- Lower 48 gas output has yet to eclipse the weekly records set in December 2018. But, given the heavy spate of maintenance events across the country, sequential growth in April would have posted stronger than the preliminary 0.6 bcf/d.
- The early reporters in the Q1 19 earnings call season have only made modest changes to 2019 guidance reported in the Q4 18 results. We have made a modest upward adjustment to injection season production growth, which is now forecast at 7.4 bcf/d y/y, due to a change to our exit-to-exit production growth estimate for Appalachia.
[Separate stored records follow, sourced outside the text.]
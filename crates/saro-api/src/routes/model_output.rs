//! # Model Output Checklists
//!
//! Customers upload a model's output, either structured metrics or a free
//! text description, and receive a pass/warn/critical checklist against a
//! policy benchmark.

use axum::extract::rejection::JsonRejection;
use axum::extract::{Path, State};
use axum::routing::{get, post};
use axum::{Json, Router};
use saro_core::{IdPrefix, RecordId};
use saro_rules::benchmark::{self, ModelOutput};
use saro_rules::{Domain, Policy};
use serde::Deserialize;
use serde_json::{json, Value};
use utoipa::ToSchema;

use crate::error::AppError;
use crate::extractors::extract_json;
use crate::state::{AppState, UploadRecord};

/// Model output submitted for evaluation. Free text is only used when no
/// structured output is supplied.
#[derive(Debug, Default, Deserialize, ToSchema)]
pub struct UploadModelOutputRequest {
    #[serde(default)]
    pub model_name: Option<String>,
    #[serde(default)]
    pub policy: Option<String>,
    #[serde(default)]
    pub domain: Option<String>,
    #[serde(default)]
    pub output_text: Option<String>,
    #[serde(default)]
    #[schema(value_type = Object)]
    pub output_data: ModelOutput,
}

/// Build the model output router.
pub fn router() -> Router<AppState> {
    Router::new()
        .route("/api/v1/model-output/upload", post(upload_model_output))
        .route("/api/v1/model-output/uploads", get(list_uploads))
        .route("/api/v1/model-output/policies/list", get(list_policies))
        .route("/api/v1/model-output/{id}", get(get_upload))
}

/// POST /api/v1/model-output/upload - Evaluate a model output against a policy benchmark.
#[utoipa::path(
    post,
    path = "/api/v1/model-output/upload",
    request_body = UploadModelOutputRequest,
    responses(
        (status = 200, description = "Checklist generated", body = UploadRecord),
    ),
    tag = "model-output"
)]
pub(crate) async fn upload_model_output(
    State(state): State<AppState>,
    body: Result<Json<UploadModelOutputRequest>, JsonRejection>,
) -> Result<Json<UploadRecord>, AppError> {
    let req = extract_json(body)?;
    let upload_id = RecordId::generate(IdPrefix::Upload).into_string();
    let policy_name = req.policy.unwrap_or_else(|| Policy::EuAiAct.as_str().to_string());
    let domain_name = req
        .domain
        .map(|d| d.to_lowercase())
        .unwrap_or_else(|| Domain::General.as_str().to_string());
    let raw_text = req.output_text.unwrap_or_default();

    let policy = Policy::resolve(&policy_name);

    let result = state.with_rng(|rng| {
        let output = if !raw_text.is_empty() && req.output_data.is_empty() {
            ModelOutput::from_text(rng, &raw_text)
        } else {
            req.output_data
        };
        benchmark::generate_checklist(rng, &output, policy, Domain::resolve(&domain_name))
    });

    let record = UploadRecord {
        upload_id: upload_id.clone(),
        model_name: req.model_name.unwrap_or_else(|| "unnamed-model".to_string()),
        input_type: if raw_text.is_empty() { "structured" } else { "text" }.to_string(),
        checklist: result.checklist,
        summary: result.summary,
        policy_applied: result.policy_applied.as_str().to_string(),
        benchmark_source: format!("SARO Policy Benchmark: {policy_name}"),
        policy: policy_name,
        domain: domain_name,
        uploaded_at: saro_core::now(),
        agent_processed: !raw_text.is_empty(),
    };
    state.uploads.insert(upload_id.clone(), record.clone());
    tracing::info!(
        upload_id = %upload_id,
        verdict = %record.summary.overall_verdict,
        "model output evaluated"
    );
    Ok(Json(record))
}

/// GET /api/v1/model-output/uploads - Every evaluated upload.
async fn list_uploads(State(state): State<AppState>) -> Json<Value> {
    let uploads = state.uploads.list();
    Json(json!({ "total": uploads.len(), "uploads": uploads }))
}

/// GET /api/v1/model-output/{id} - Fetch an upload.
async fn get_upload(State(state): State<AppState>, Path(id): Path<String>) -> Result<Json<UploadRecord>, AppError> {
    state
        .uploads
        .get(&id)
        .map(Json)
        .ok_or_else(|| AppError::not_found("Upload"))
}

/// GET /api/v1/model-output/policies/list - Benchmark thresholds per policy.
async fn list_policies() -> Json<Value> {
    Json(json!({ "policies": benchmark::list_benchmarks() }))
}

#[cfg(test)]
mod tests {
    use super::*;
    use crate::routes::test_util::{get_json, post_json};
    use axum::http::StatusCode;

    fn app(state: &AppState) -> Router {
        router().with_state(state.clone())
    }

    #[tokio::test]
    async fn text_upload_is_agent_processed() {
        let state = AppState::new();
        let (status, body) = post_json(
            app(&state),
            "/api/v1/model-output/upload",
            json!({
                "model_name": "LoanBot",
                "domain": "Finance",
                "output_text": "Decision uses gender. Black box model, no human involved.",
            }),
        )
        .await;
        assert_eq!(status, StatusCode::OK);
        assert_eq!(body["input_type"], "text");
        assert_eq!(body["agent_processed"], true);
        assert_eq!(body["domain"], "finance");
        assert_eq!(body["policy"], "EU AI Act");
        assert_eq!(body["benchmark_source"], "SARO Policy Benchmark: EU AI Act");
        assert_eq!(body["checklist"].as_array().unwrap().len(), 6);
        assert_eq!(body["summary"]["overall_verdict"], "FAIL");
    }

    #[tokio::test]
    async fn structured_upload_is_retrievable() {
        let state = AppState::new();
        let (_, body) = post_json(
            app(&state),
            "/api/v1/model-output/upload",
            json!({
                "policy": "ISO 42001",
                "output_data": {
                    "bias_score": 0.01,
                    "transparency_score": 0.95,
                    "accuracy": 0.99,
                    "human_oversight": true,
                    "fields_present": ["confidence_score", "decision_basis", "model_version"],
                },
            }),
        )
        .await;
        assert_eq!(body["input_type"], "structured");
        assert_eq!(body["agent_processed"], false);
        assert_eq!(body["policy_applied"], "ISO 42001");

        let id = body["upload_id"].as_str().unwrap();
        assert!(id.starts_with("UPL-"));
        let (status, _) = get_json(app(&state), &format!("/api/v1/model-output/{id}")).await;
        assert_eq!(status, StatusCode::OK);
        let (_, list) = get_json(app(&state), "/api/v1/model-output/uploads").await;
        assert_eq!(list["total"], 1);
    }

    #[tokio::test]
    async fn unknown_upload_is_404() {
        let state = AppState::new();
        let (status, body) = get_json(app(&state), "/api/v1/model-output/UPL-NOPE").await;
        assert_eq!(status, StatusCode::NOT_FOUND);
        assert_eq!(body["error"], "Upload not found");
    }

    #[tokio::test]
    async fn policies_list_has_four_benchmarks() {
        let state = AppState::new();
        let (_, body) = get_json(app(&state), "/api/v1/model-output/policies/list").await;
        let policies = body["policies"].as_array().unwrap();
        assert_eq!(policies.len(), 4);
        assert_eq!(policies[0]["id"], "EU AI Act");
    }
}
- Timing risk is still a factor for structural gas demand growth. CFE has officially delayed the start-up of Sur de Texas-Tuxpan until end-June and permitting issues and local protests still pose potential challenges for additional delay. We estimate Altamira has enough supply to support sendout through mid-June with CFE’s most recent tender for five cargoes. Currently, such a tender would align with the stated end-June in-service date. However, we continue to monitor for additional tenders into the facility. The quantity and timing window specified in those tenders will be telling for the timeliness of the pipe. Similarly, local protests and a lack of local construction and land permits in Villa de Reyes, Jalisco and Aguascalientes suggest start-up of the Wahalajara pipeline system will only take place after injection season 2019.
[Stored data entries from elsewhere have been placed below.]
// ---------------------------------------------------------------------------
// Pipeline run
// ---------------------------------------------------------------------------

/// Input to a full pipeline run.
#[derive(Debug, Clone, Default, Serialize, Deserialize)]
pub struct AgentRunRequest {
    #[serde(default)]
    pub model_name: Option<String>,
    #[serde(default)]
    pub policy: Option<String>,
    #[serde(default)]
    pub domain: Option<String>,
    #[serde(default)]
    pub output_text: Option<String>,
    #[serde(default)]
    pub output_data: StructuredMetrics,
}

/// A single stage of the pipeline timeline.
#[derive(Debug, Clone, PartialEq, Serialize, Deserialize)]
pub struct PipelineStage {
    pub stage: String,
    pub status: String,
    pub duration_ms: f64,
    pub detail: String,
    pub time: DateTime<Utc>,
}

/// Summary block of a run.
#[derive(Debug, Clone, PartialEq, Serialize, Deserialize)]
pub struct RunSummary {
    pub verdict: Verdict,
    pub compliance_score: f64,
    pub critical: usize,
    pub warn: usize,
    pub pass: usize,
    pub total: usize,
    pub pass_rate: f64,
    pub fine_avoided_usd: f64,
    pub ready_for_submission: bool,
}

/// The stored record of a pipeline run.
#[derive(Debug, Clone, PartialEq, Serialize, Deserialize)]
pub struct AgentRun {
    pub run_id: String,
    pub model_name: String,
    pub policy: Policy,
    pub domain: Domain,
    pub input_type: String,
    pub agent_extracted: bool,
    pub metrics_extracted: ComplianceMetrics,
    pub signals_found: Vec<Signal>,
    pub checklist: Vec<PolicyCheck>,
    pub summary: RunSummary,
    pub pipeline_stages: Vec<PipelineStage>,
    pub total_pipeline_ms: f64,
    pub run_at: DateTime<Utc>,
}

/// The eight-stage timeline of a run ending at `now`.
pub fn pipeline_stages<R: Rng + ?Sized>(
    rng: &mut R,
    now: DateTime<Utc>,
    run_id: &str,
    model_name: &str,
    policy: Policy,
    input_type: &str,
) -> Vec<PipelineStage> {
    let rule_count = rules(policy).len();
    let specs: [(&str, (f64, f64), String); 8] = [
        ("Input Received", (12.0, 45.0), format!("{input_type} input parsed for {model_name}")),
        ("Agent Metric Extraction", (180.0, 420.0), "Signals extracted: bias, transparency, accuracy, oversight".into()),
        ("Policy Benchmark Load", (25.0, 60.0), format!("{policy} rules loaded ({rule_count} checks)")),
        ("Compliance Evaluation", (90.0, 240.0), "Each metric evaluated against article thresholds".into()),
        ("Checklist Generation", (55.0, 120.0), "Fail/Warn/Pass checklist with article refs generated".into()),
        ("Remediation Mapping", (40.0, 90.0), "Remediation steps mapped per failing check".into()),
        ("Report Assembly", (80.0, 200.0), format!("Standards-aligned report {run_id} assembled")),
        ("Audit Trail Logged", (15.0, 40.0), "Immutable audit trail written to ledger".into()),
    ];
    let last = specs.len() as i64 - 1;
    specs
        .into_iter()
        .enumerate()
        .map(|(i, (stage, (lo, hi), detail))| {
            let offset = if i as i64 == last { 0 } else { 8 - i as i64 };
            PipelineStage {
                stage: stage.to_string(),
                status: "complete".to_string(),
                duration_ms: round_to(uniform(rng, lo, hi), 1),
                detail,
                time: now - Duration::seconds(offset),
            }
        })
        .collect()
}

/// Run the full extract → evaluate → checklist → report chain.
pub fn run_pipeline<R: Rng + ?Sized>(
    rng: &mut R,
    now: DateTime<Utc>,
    run_id: &str,
    req: &AgentRunRequest,
) -> AgentRun {
    let model_name = req
        .model_name
        .clone()
        .unwrap_or_else(|| "unnamed-model".to_string());
    let policy = Policy::resolve(req.policy.as_deref().unwrap_or("EU AI Act"));
    let domain = Domain::resolve(req.domain.as_deref().unwrap_or("general"));
    let text = req.output_text.as_deref().filter(|t| !t.is_empty());

    let (metrics, signals, agent_extracted, input_type) = match text {
        Some(t) => {
            let ex = extract_metrics_from_text(rng, t, domain);
            (ex.metrics, ex.signals, true, "text")
        }
        None => (req.output_data.complete(rng), Vec::new(), false, "structured"),
    };

    let checklist = run_policy_checks(&metrics, policy);
    let stages = pipeline_stages(rng, now, run_id, &model_name, policy, input_type);

    let counts = ChecklistSummary::from_severities(checklist.iter().map(|c| c.severity));
    let fine_avoided = (uniform(rng, 80_000.0, 400_000.0) / 1000.0).round() * 1000.0;
    let summary = RunSummary {
        verdict: counts.verdict,
        compliance_score: counts.compliance_score(),
        critical: counts.critical,
        warn: counts.warnings,
        pass: counts.passed,
        total: counts.total,
        pass_rate: counts.pass_rate,
        fine_avoided_usd: fine_avoided,
        ready_for_submission: counts.verdict == Verdict::Pass,
    };
    let total_pipeline_ms = round_to(stages.iter().map(|s| s.duration_ms).sum(), 1);

    tracing::info!(run_id, %policy, verdict = %summary.verdict, "agent pipeline run complete");

    AgentRun {
        run_id: run_id.to_string(),
        model_name,
        policy,
        domain,
        input_type: input_type.to_string(),
        agent_extracted,
        metrics_extracted: metrics,
        signals_found: signals,
        checklist,
        summary,
        pipeline_stages: stages,
        total_pipeline_ms,
        run_at: now,
    }
}

// ---------------------------------------------------------------------------
// Non-standard document ingestion
// ---------------------------------------------------------------------------

/// A rule extracted from a custom policy document.
#[derive(Debug, Clone, PartialEq, Serialize, Deserialize)]
pub struct ExtractedRule {
    pub signal: Signal,
    pub matched_phrases: Vec<String>,
    pub article_ref: String,
    pub obligation: String,
    pub severity: RiskLevel,
}

/// Checklist entry derived from an extracted rule.
#[derive(Debug, Clone, PartialEq, Serialize, Deserialize)]
pub struct AutoChecklistItem {
    pub check: String,
    pub article: String,
    pub severity: RiskLevel,
}

/// Result of analysing a non-standard document.
#[derive(Debug, Clone, PartialEq, Serialize, Deserialize)]
pub struct DocumentAnalysis {
    pub doc_id: String,
    pub title: String,
    pub jurisdiction: String,
    pub agent_processed: bool,
    pub word_count: usize,
    pub signals_detected: usize,
    pub extracted_rules: Vec<ExtractedRule>,
    pub overall_risk_score: f64,
    pub auto_checklist: Vec<AutoChecklistItem>,
    pub recommended_benchmarks: Vec<String>,
    pub processed_at: DateTime<Utc>,
}

/// Extract obligations from a custom policy document.
pub fn analyse_document<R: Rng + ?Sized>(
    rng: &mut R,
    now: DateTime<Utc>,
    doc_id: &str,
    title: &str,
    content: &str,
    jurisdiction: &str,
) -> DocumentAnalysis {
    let lowered = content.to_lowercase();
    let extracted_rules: Vec<ExtractedRule> = Signal::ALL
        .into_iter()
        .filter_map(|signal| {
            let matched = signal.matches(&lowered);
            if matched.is_empty() {
                return None;
            }
            let (article_ref, obligation) = signal.obligation();
            Some(ExtractedRule {
                signal,
                matched_phrases: matched.into_iter().take(3).map(str::to_string).collect(),
                article_ref: article_ref.to_string(),
                obligation: obligation.to_string(),
                severity: signal.severity(),
            })
        })
        .collect();

    let overall_risk_score = round_to(
        (extracted_rules.len() as f64 * 0.12 + uniform(rng, 0.1, 0.3)).min(0.99),
        2,
    );

    let mut recommended: Vec<String> = Vec::new();
    if extracted_rules.iter().any(|r| r.article_ref.contains("EU AI Act")) {
        recommended.push("EU AI Act".to_string());
    }
    if recommended.is_empty() {
        recommended = vec!["EU AI Act".to_string(), "NIST AI RMF".to_string()];
    }

    DocumentAnalysis {
        doc_id: doc_id.to_string(),
        title: title.to_string(),
        jurisdiction: jurisdiction.to_string(),
        agent_processed: true,
        word_count: content.split_whitespace().count(),
        signals_detected: extracted_rules.len(),
        auto_checklist: extracted_rules
            .iter()
            .map(|r| AutoChecklistItem {
                check: r.obligation.clone(),
                article: r.article_ref.clone(),
                severity: r.severity,
            })
            .collect(),
        extracted_rules,
        overall_risk_score,
        recommended_benchmarks: recommended,
        processed_at: now,
    }
}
- For industrial demand, we anticipate two ethane crackers are likely to enter service this quarter. As the year progresses, the global buildout in steam cracking capacity and the potential for weak petrochemical prices suggests potential downside risks to growth. For LNG, progress at Cameron LNG T1 continued, raising the possibility that it could meet its stated target of first LNG production in June. With Freeport LNG receiving permission to introduce hazardous fluids (and taking in a minor amount of gas via the Coastal Bend Header), it could meet its stated target of introducing feedgas in May. However, active construction at the project still leaves some risk of delays.
Storage and price outlook
- At a projected 3.68 tcf end-October carryout (60 bcf more than our projection in our March Outlook), ‘constructive’ is not a term we would use to characterise the supply-demand fundamental backdrop. 60 bcf is not a colossal increase, but it does include the impact of lower gas prices on our estimate of power sector gas burn. The higher end-of-season projection and the risk of what we see as potentially looser balances outside of weather risk has informed the downward revision to our forecast for injection season 2019 prices to $2.60/mmbtu, from $2.77/mmbtu at the time of last month’s Outlook.
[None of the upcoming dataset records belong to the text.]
//! # Policy Library & Regulatory Feed
//!
//! Seed content for the policy library and the regulatory feed log, plus
//! risk scoring for user-uploaded policy documents.

use rand::Rng;
use saro_core::{round_to, uniform, RiskLevel};
use serde::{Deserialize, Serialize};

use crate::ingestion::{truncate_with_ellipsis, RiskTag};

/// Characters kept in an uploaded policy's preview.
pub const PREVIEW_CHARS: usize = 300;

/// Tags reported for an upload.
pub const MAX_UPLOAD_TAGS: usize = 5;

const UPLOAD_RISK_KEYWORDS: &[(&str, f64)] = &[
    ("high-risk", 0.8),
    ("bias", 0.7),
    ("discrimination", 0.9),
    ("surveillance", 0.95),
    ("facial recognition", 0.9),
    ("transparency", 0.5),
    ("prohibited", 0.95),
    ("penalty", 0.7),
    ("fundamental rights", 0.85),
];

/// Review state of a policy or feed item.
#[derive(Debug, Clone, Copy, PartialEq, Eq, Hash, Serialize, Deserialize)]
#[serde(rename_all = "snake_case")]
pub enum ReviewStatus {
    Reviewed,
    PendingReview,
    Flagged,
}

impl ReviewStatus {
    pub fn as_str(&self) -> &'static str {
        match self {
            Self::Reviewed => "reviewed",
            Self::PendingReview => "pending_review",
            Self::Flagged => "flagged",
        }
    }

    pub fn parse(s: &str) -> Option<Self> {
        match s {
            "reviewed" => Some(Self::Reviewed),
            "pending_review" => Some(Self::PendingReview),
            "flagged" => Some(Self::Flagged),
            _ => None,
        }
    }
}

/// A policy library seed entry.
#[derive(Debug, Clone, Copy)]
pub struct SamplePolicy {
    pub title: &'static str,
    pub source: &'static str,
    pub jurisdiction: &'static str,
    pub regulation: &'static str,
    pub risk_score: f64,
    pub status: ReviewStatus,
    pub doc_type: &'static str,
}

pub const SAMPLE_POLICIES: [SamplePolicy; 8] = [
    SamplePolicy {
        title: "EU AI Act: Article 9 Risk Management Systems",
        source: "EUR-Lex",
        jurisdiction: "EU",
        regulation: "EU AI Act",
        risk_score: 0.82,
        status: ReviewStatus::Reviewed,
        doc_type: "regulation",
    },
    SamplePolicy {
        title: "NIST AI RMF 2.0: MAP Function Controls",
        source: "NIST",
        jurisdiction: "US",
        regulation: "NIST AI RMF",
        risk_score: 0.61,
        status: ReviewStatus::Reviewed,
        doc_type: "guideline",
    },
    SamplePolicy {
        title: "UK AI Whitepaper: High-Risk System Criteria",
        source: "GOV.UK",
        jurisdiction: "UK",
        regulation: "UK AI Bill",
        risk_score: 0.74,
        status: ReviewStatus::PendingReview,
        doc_type: "whitepaper",
    },
    SamplePolicy {
        title: "FDA Guidance on AI/ML-Based SaMD",
        source: "FDA RSS",
        jurisdiction: "US",
        regulation: "FDA SaMD",
        risk_score: 0.91,
        status: ReviewStatus::Flagged,
        doc_type: "guidance",
    },
    SamplePolicy {
        title: "MAS TREx Framework v2: Model Risk",
        source: "MAS",
        jurisdiction: "SG",
        regulation: "MAS TREx",
        risk_score: 0.68,
        status: ReviewStatus::Reviewed,
        doc_type: "standard",
    },
    SamplePolicy {
        title: "China AIGC Regulation: Article 4 Obligations",
        source: "CAC",
        jurisdiction: "CN",
        regulation: "China AIGC",
        risk_score: 0.77,
        status: ReviewStatus::Reviewed,
        doc_type: "regulation",
    },
    SamplePolicy {
        title: "ISO 42001:2023 Annex B Bias Testing Controls",
        source: "ISO",
        jurisdiction: "GLOBAL",
        regulation: "ISO 42001",
        risk_score: 0.58,
        status: ReviewStatus::Reviewed,
        doc_type: "standard",
    },
    SamplePolicy {
        title: "GDPR Article 22: Automated Decision-Making",
        source: "EUR-Lex",
        jurisdiction: "EU",
        regulation: "GDPR",
        risk_score: 0.79,
        status: ReviewStatus::Reviewed,
        doc_type: "regulation",
    },
];

/// A regulatory feed seed entry.
#[derive(Debug, Clone, Copy)]
pub struct SampleFeed {
    pub feed: &'static str,
    pub jurisdiction: &'static str,
    pub regulation: &'static str,
    pub headline: &'static str,
    pub status: ReviewStatus,
    pub is_new: bool,
    pub impact: RiskLevel,
}

pub const SAMPLE_FEEDS: [SampleFeed; 6] = [
    SampleFeed {
        feed: "EUR-Lex Official Journal",
        jurisdiction: "EU",
        regulation: "EU AI Act",
        headline: "New implementing acts published for Article 52 transparency obligations",
        status: ReviewStatus::Reviewed,
        is_new: true,
        impact: RiskLevel::High,
    },
    SampleFeed {
        feed: "NIST AI RMF Updates",
        jurisdiction: "US",
        regulation: "NIST AI RMF",
        headline: "NIST releases AI RMF Playbook v1.1 with 45 new subcategory actions",
        status: ReviewStatus::Reviewed,
        is_new: true,
        impact: RiskLevel::Medium,
    },
    SampleFeed {
        feed: "GOV.UK Policy Papers",
        jurisdiction: "UK",
        regulation: "UK AI Bill",
        headline: "UK AI Safety Institute publishes evaluation framework for frontier models",
        status: ReviewStatus::PendingReview,
        is_new: true,
        impact: RiskLevel::High,
    },
    SampleFeed {
        feed: "FDA MedTech Digest",
        jurisdiction: "US",
        regulation: "FDA SaMD",
        headline: "FDA issues draft guidance on predetermined change control plans for AI/ML",
        status: ReviewStatus::Flagged,
        is_new: true,
        impact: RiskLevel::Critical,
    },
    SampleFeed {
        feed: "ISO Standards Bulletin",
        jurisdiction: "GLOBAL",
        regulation: "ISO 42001",
        headline: "ISO 42001:2023 Annex B controls updated with additional bias testing requirements",
        status: ReviewStatus::Reviewed,
        is_new: false,
        impact: RiskLevel::Medium,
    },
    SampleFeed {
        feed: "MAS TREx Feed",
        jurisdiction: "SG",
        regulation: "MAS TREx",
        headline: "MAS issues revised guidelines on model risk governance for AI systems",
        status: ReviewStatus::PendingReview,
        is_new: false,
        impact: RiskLevel::High,
    },
];

/// Risk scoring of an uploaded policy document.
#[derive(Debug, Clone, PartialEq, Serialize, Deserialize)]
pub struct UploadScore {
    pub risk_score: f64,
    pub risk_tags: Vec<RiskTag>,
    pub word_count: usize,
    pub content_preview: String,
}

/// Score an upload by the highest-probability risk keyword it mentions.
///
/// With no keywords the score is drawn from `[0.2, 0.6]`. The score never
/// exceeds 0.99.
pub fn score_upload<R: Rng + ?Sized>(rng: &mut R, content: &str) -> UploadScore {
    let lowered = content.to_lowercase();
    let found: Vec<(&str, f64)> = UPLOAD_RISK_KEYWORDS
        .iter()
        .copied()
        .filter(|(kw, _)| lowered.contains(kw))
        .collect();
    let max = found
        .iter()
        .map(|(_, p)| *p)
        .fold(None, |acc: Option<f64>, p| Some(acc.map_or(p, |a| a.max(p))));
    let risk_score = max
        .unwrap_or_else(|| round_to(uniform(rng, 0.2, 0.6), 2))
        .min(0.99);
    UploadScore {
        risk_score,
        risk_tags: found
            .into_iter()
            .take(MAX_UPLOAD_TAGS)
            .map(|(tag, probability)| RiskTag {
                tag: tag.to_string(),
                probability,
            })
            .collect(),
        word_count: content.split_whitespace().count(),
        content_preview: truncate_with_ellipsis(content, PREVIEW_CHARS),
    }
}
- That storage carryout of 3.68 tcf is already looking fairly comfortable and should rule out the winter-risk rally that punctuated trading ahead of the 2018–19 heating season. We expect Henry Hub prices will average $2.86/mmbtu in the coming heating season. That said, concurrent cold events in the Gulf and US Northeast, like those that occurred in January 2018, could still send cash prices far higher than projected central tendency pricing.